Increase Pay-up by Successfully Appealing Claim Denials
By Christine Taxin
October 31, 2016
Increase Pay-up by Successfully Appealing Claim Denials
“Insurance companies deny thousands of claims a year with what appears to be substantial evidence to support such non-payment,” explained Tammy Tipton, president of Appeal Solutions, a manufacturer of software to help process EOB appeals. “They do this knowing that most denials are accepted without question or action. They know many medical providers do not have the time, legal expertise and insurance industry experience to investigate the basis, or lack thereof, of claim denials.”
EMS services need to appeal every denial, Tipton went on to say. “Establish yourself as very aggressive on appeals. Then the carrier begins to recognize you as someone who will appeal, and if there’s ever any gray area on your claims, they will pay because they know if they don’t, they will hear from you.”
Medical Necessity Denials
In the federal and commercial areas, many EMS claims are denied for lack of “Medical necessity.” This denial is very common in air medical services, which are not only very expensive, but also can be considered medically unnecessary if similar ground transportation is available.
Medical necessity denials do not have to be accepted. The first step to appealing them is to demand proof from the insurance carrier to substantiate the denial. Call the carrier and ask specifically what led the claims processor to believe that the transport was medically unnecessary. Ask what additional documentation he or she would need to overturn the denial.
Many times, the claim will turn on documentation of medical necessity, but EMS providers and physicians must be schooled in writing down the specific information that the claims processor wants to see. In no case is medical necessity documentation more important than in critical care transport. “If a Letter of Medical Necessity is needed, the best way to get a letter containing the appropriate information is to call the doctor’s office and speak directly with the doctor and explain what you need and why you need it,” said Linda Kilgore, office manager for Med Flight Air Ambulance in Albuquerque. When Kilgore makes these calls, she asks that the physician’s letter include:
- A detailed description of the patient’s condition
- The reason that the patient could not receive appropriate treatment at the referring hospital
- A detailed description of the therapies that were available only at the receiving hospital
- The reasons that the patient could not be treated at a medical facility in closer proximity to the referring hospital
- The reason that the patient could not be transferred using other means of transportation
In addition to telephoning the physician or requiring similar documentation of medical necessity from your paramedics, shift supervisor or medical director, Tipton suggests calling the patient directly to inquire about coverage. Ask the patient to scan his insurance policy and to read you the section on medical transportation. If the denial seems out of line with the policy, obtain a copy of that portion of the policy to include in your appeal. Suggest that the patient also file an appeal, Tipton said, as a second appeal will support your case.

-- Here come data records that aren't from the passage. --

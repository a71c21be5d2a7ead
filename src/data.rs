//! Market Data Types
//!
//! Canonical market data events for the simulation: OHLCV bars, quote and
//! trade ticks, and L2 book deltas. All carry `ts_event` (occurrence time)
//! and `ts_init` (object creation time) in nanoseconds, and are wrapped in
//! the tagged [`MarketEventAny`] consumed by the event loop.

use std::fmt;

use serde::{Deserialize, Serialize};

use crate::clock::Nanos;
use crate::enums::{AggressorSide, BarAggregation, BookAction, OrderSide, PriceType};
use crate::identifiers::InstrumentId;
use crate::money::{Price, Quantity};

/// Specification of bar aggregation: step + unit + price series.
#[derive(Debug, Clone, PartialEq, Eq, Hash, Serialize, Deserialize)]
pub struct BarSpec {
    pub step: u32,
    pub aggregation: BarAggregation,
    pub price_type: PriceType,
}

impl fmt::Display for BarSpec {
    fn fmt(&self, f: &mut fmt::Formatter<'_>) -> fmt::Result {
        write!(f, "{}-{}-{}", self.step, self.aggregation, self.price_type)
    }
}

/// Fully qualified bar type: instrument + spec.
///
/// Formats as `"{symbol}.{venue}-{step}-{aggregation}-{price_type}"`,
/// e.g. `BTCUSDT.BINANCE-1-MINUTE-LAST`.
#[derive(Debug, Clone, PartialEq, Eq, Hash, Serialize, Deserialize)]
pub struct BarType {
    pub instrument_id: InstrumentId,
    pub spec: BarSpec,
}

impl BarType {
    pub fn new(instrument_id: InstrumentId, step: u32, aggregation: BarAggregation) -> Self {
        Self {
            instrument_id,
            spec: BarSpec {
                step,
                aggregation,
                price_type: PriceType::Last,
            },
        }
    }
}

impl fmt::Display for BarType {
    fn fmt(&self, f: &mut fmt::Formatter<'_>) -> fmt::Result {
        write!(f, "{}-{}", self.instrument_id, self.spec)
    }
}

/// OHLCV bar.
#[derive(Debug, Clone, PartialEq, Eq, Serialize, Deserialize)]
pub struct Bar {
    pub bar_type: BarType,
    pub open: Price,
    pub high: Price,
    pub low: Price,
    pub close: Price,
    pub volume: Quantity,
    pub ts_event: Nanos,
    pub ts_init: Nanos,
}

impl Bar {
    #[inline]
    pub fn instrument_id(&self) -> &InstrumentId {
        &self.bar_type.instrument_id
    }
}

/// Best bid/ask snapshot (Level 1).
#[derive(Debug, Clone, PartialEq, Eq, Serialize, Deserialize)]
pub struct QuoteTick {
    pub instrument_id: InstrumentId,
    pub bid_price: Price,
    pub ask_price: Price,
    pub bid_size: Quantity,
    pub ask_size: Quantity,
    pub ts_event: Nanos,
    pub ts_init: Nanos,
}

impl QuoteTick {
    /// Mid price at the quote's precision.
    pub fn mid_price(&self) -> Price {
        Price::new(
            (self.bid_price.value + self.ask_price.value) / rust_decimal::Decimal::TWO,
            self.bid_price.precision.max(self.ask_price.precision),
        )
    }
}

/// Individual trade / market print.
#[derive(Debug, Clone, PartialEq, Eq, Serialize, Deserialize)]
pub struct TradeTick {
    pub instrument_id: InstrumentId,
    pub price: Price,
    pub size: Quantity,
    pub aggressor_side: AggressorSide,
    pub trade_id: String,
    pub ts_event: Nanos,
    pub ts_init: Nanos,
}

/// A single order at a price level (used by book deltas).
#[derive(Debug, Clone, PartialEq, Eq, Serialize, Deserialize)]
pub struct BookOrder {
    pub side: OrderSide,
    pub price: Price,
    pub size: Quantity,
}

/// A single incremental update to the order book.
#[derive(Debug, Clone, PartialEq, Eq, Serialize, Deserialize)]
pub struct OrderBookDelta {
    pub instrument_id: InstrumentId,
    pub action: BookAction,
    /// The level being added, updated, or deleted. `None` for `Clear`.
    pub order: Option<BookOrder>,
    pub sequence: u64,
    pub ts_event: Nanos,
    pub ts_init: Nanos,
}

/// Batch of book deltas for a single snapshot or update.
#[derive(Debug, Clone, PartialEq, Eq, Serialize, Deserialize)]
pub struct OrderBookDeltas {
    pub instrument_id: InstrumentId,
    pub deltas: Vec<OrderBookDelta>,
    pub ts_event: Nanos,
    pub ts_init: Nanos,
}

/// Tagged sum over all market data events consumed by the event loop.
#[derive(Debug, Clone, PartialEq, Serialize, Deserialize)]
pub enum MarketEventAny {
    Bar(Bar),
    Quote(QuoteTick),
    Trade(TradeTick),
    BookDelta(OrderBookDelta),
    BookDeltas(OrderBookDeltas),
}

impl MarketEventAny {
    /// Occurrence timestamp used for event-loop ordering.
    #[inline]
    pub fn ts_event(&self) -> Nanos {
        match self {
            MarketEventAny::Bar(b) => b.ts_event,
            MarketEventAny::Quote(q) => q.ts_event,
            MarketEventAny::Trade(t) => t.ts_event,
            MarketEventAny::BookDelta(d) => d.ts_event,
            MarketEventAny::BookDeltas(d) => d.ts_event,
        }
    }

    /// The instrument the event belongs to.
    #[inline]
    pub fn instrument_id(&self) -> &InstrumentId {
        match self {
            MarketEventAny::Bar(b) => b.instrument_id(),
            MarketEventAny::Quote(q) => &q.instrument_id,
            MarketEventAny::Trade(t) => &t.instrument_id,
            MarketEventAny::BookDelta(d) => &d.instrument_id,
            MarketEventAny::BookDeltas(d) => &d.instrument_id,
        }
    }
}

#[cfg(test)]
mod tests {
    use super::*;
    use crate::identifiers::Venue;
    use rust_decimal_macros::dec;

    fn instrument_id() -> InstrumentId {
        InstrumentId::new("AAPL", Venue::new("SIM").unwrap()).unwrap()
    }

    #[test]
    fn test_bar_type_format() {
        let bt = BarType::new(instrument_id(), 5, BarAggregation::Minute);
        assert_eq!(bt.to_string(), "AAPL.SIM-5-MINUTE-LAST");
    }

    #[test]
    fn test_quote_mid_price() {
        let q = QuoteTick {
            instrument_id: instrument_id(),
            bid_price: Price::new(dec!(100.00), 2),
            ask_price: Price::new(dec!(100.10), 2),
            bid_size: Quantity::new(dec!(500), 0).unwrap(),
            ask_size: Quantity::new(dec!(400), 0).unwrap(),
            ts_event: 1,
            ts_init: 1,
        };
        assert_eq!(q.mid_price().value, dec!(100.05));
    }

    #[test]
    fn test_market_event_ts_dispatch() {
        let bar = Bar {
            bar_type: BarType::new(instrument_id(), 1, BarAggregation::Minute),
            open: Price::new(dec!(100), 2),
            high: Price::new(dec!(110), 2),
            low: Price::new(dec!(95), 2),
            close: Price::new(dec!(105), 2),
            volume: Quantity::new(dec!(1000), 0).unwrap(),
            ts_event: 42,
            ts_init: 42,
        };
        let ev = MarketEventAny::Bar(bar);
        assert_eq!(ev.ts_event(), 42);
        assert_eq!(ev.instrument_id().symbol, "AAPL");
    }
}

As hard as it is to believe, Tipton said that she still sees a lot of denials related to lack of precertification for medical transportation even though many states prohibit insurers from requiring precertification on emergency services. “You should always appeal this type of denial,” Tipton advised. “It’s unconscionable that they would deny for that reason.”
Regarding non-emergency transports, Kilgore said: “Medicare and Medicaid will not pre-approve air ambulance transportation; however, most private insurance companies now require it. At the time of the initial call, if time allows, prior approval can often be obtained from these insurance companies with a couple of phone calls. The process requires more work, but can benefit you by ensuring faster payment by submitting the claim with the approval number.”
Slow Payment and Low Payment
Most states have laws and regulations that protect EMS providers from slow payment and low payment by commercial insurers, and one-half require insurance carriers to pay interest on late payments under certain circumstances, Tipton said. But the only way to collect this money is to demand it in writing. “Put insurers on notice that staff reductions, computer downtime and bureaucratic inefficiency can no longer be an excuse for long processing periods,” she said, adding that typical timely payment statutes require payment in 45 days or less.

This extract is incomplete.